==== DATA TO USE

//! Uniform random choice of the topic tag a run is about.

use anyhow::Result;
use rand::Rng;

/// Dev-community topic tags used when the config does not override them.
pub const DEFAULT_TAGS: &[&str] = &[
    "reactnative", "flutter", "webdev", "frontend", "backend", "javascript",
    "typescript", "html", "css", "react", "vue", "nextjs", "node", "nodejs",
    "express", "django", "ai", "artificial-intelligence", "machinelearning",
    "deeplearning", "datascience", "python", "data-analytics", "chatgpt",
    "nlp", "neuralnetworks", "cloudcomputing", "softwareengineering",
    "softwareengineer", "softwaredeveloper", "programming", "coding",
    "developer", "devops", "computerscience", "fullstack", "programmer",
    "coder", "csharp", "cpp", "java", "sql", "database", "git", "google",
    "microsoft", "aws", "azure", "kubernetes", "docker", "cloud",
    "serverless", "startup", "startups", "entrepreneurship", "business",
    "innovation", "leadership", "marketing", "productivity", "networking",
    "ecommerce", "tech", "technology", "open-source", "devcommunity",
];

#[derive(Debug, Clone)]
pub struct TagSelector {
    catalog: Vec<String>,
}

impl TagSelector {
    pub fn new(catalog: Vec<String>) -> Result<Self> {
        if catalog.is_empty() {
            anyhow::bail!("tag catalog must contain at least one tag");
        }
        Ok(Self { catalog })
    }

    pub fn catalog(&self) -> &[String] {
        &self.catalog
    }

    /// Each tag has probability 1/N.
    pub fn pick<R: Rng + ?Sized>(&self, rng: &mut R) -> &str {
        // `new` guarantees a non-empty catalog.
        &self.catalog[rng.gen_range(0..self.catalog.len())]
    }
}

impl Default for TagSelector {
    fn default() -> Self {
        Self {
            catalog: DEFAULT_TAGS.iter().map(|t| t.to_string()).collect(),
        }
    }
}

#[cfg(test)]
mod tests {
    use super::*;
    use rand::rngs::StdRng;
    use rand::SeedableRng;
    use std::collections::HashMap;

    #[test]
    fn test_default_catalog() {
        let selector = TagSelector::default();
        assert_eq!(selector.catalog().len(), 66);
        assert_eq!(selector.catalog()[0], "reactnative");
        assert_eq!(selector.catalog()[65], "devcommunity");
    }

    #[test]
    fn test_empty_catalog_rejected() {
        assert!(TagSelector::new(Vec::new()).is_err());
    }

    #[test]
    fn test_single_tag_always_picked() {
        let selector = TagSelector::new(vec!["rust".to_string()]).unwrap();
        let mut rng = StdRng::seed_from_u64(1);
        for _ in 0..20 {
            assert_eq!(selector.pick(&mut rng), "rust");
        }
    }

    #[test]
    fn test_distribution_is_roughly_uniform() {
        let selector = TagSelector::default();
        let n = selector.catalog().len();
        let draws_per_tag = 1000;
        let mut rng = StdRng::seed_from_u64(42);
        let mut counts: HashMap<&str, usize> = HashMap::new();
        for _ in 0..n * draws_per_tag {
            *counts.entry(selector.pick(&mut rng)).or_default() += 1;
        }

        // Every tag drawn, none dominant (expected 1000, sd ~32).
        assert_eq!(counts.len(), n);
        for (tag, count) in counts {
            assert!(
                (700..=1300).contains(&count),
                "tag {} drawn {} times",
                tag,
                count
            );
        }
    }

    #[test]
    fn test_same_seed_same_sequence() {
        let selector = TagSelector::default();
        let mut a = StdRng::seed_from_u64(7);
        let mut b = StdRng::seed_from_u64(7);
        let seq_a: Vec<String> = (0..10).map(|_| selector.pick(&mut a).to_string()).collect();
        let seq_b: Vec<String> = (0..10).map(|_| selector.pick(&mut b).to_string()).collect();
        assert_eq!(seq_a, seq_b);
    }
}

========

• [WORK INSTRUCTIONS]: Take every line above carrying "counts" and return it.

• [REPLY TO THE TASK]:
        let mut counts: HashMap<&str, usize> = HashMap::new();
            *counts.entry(selector.pick(&mut rng)).or_default() += 1;
        assert_eq!(counts.len(), n);
        for (tag, count) in counts {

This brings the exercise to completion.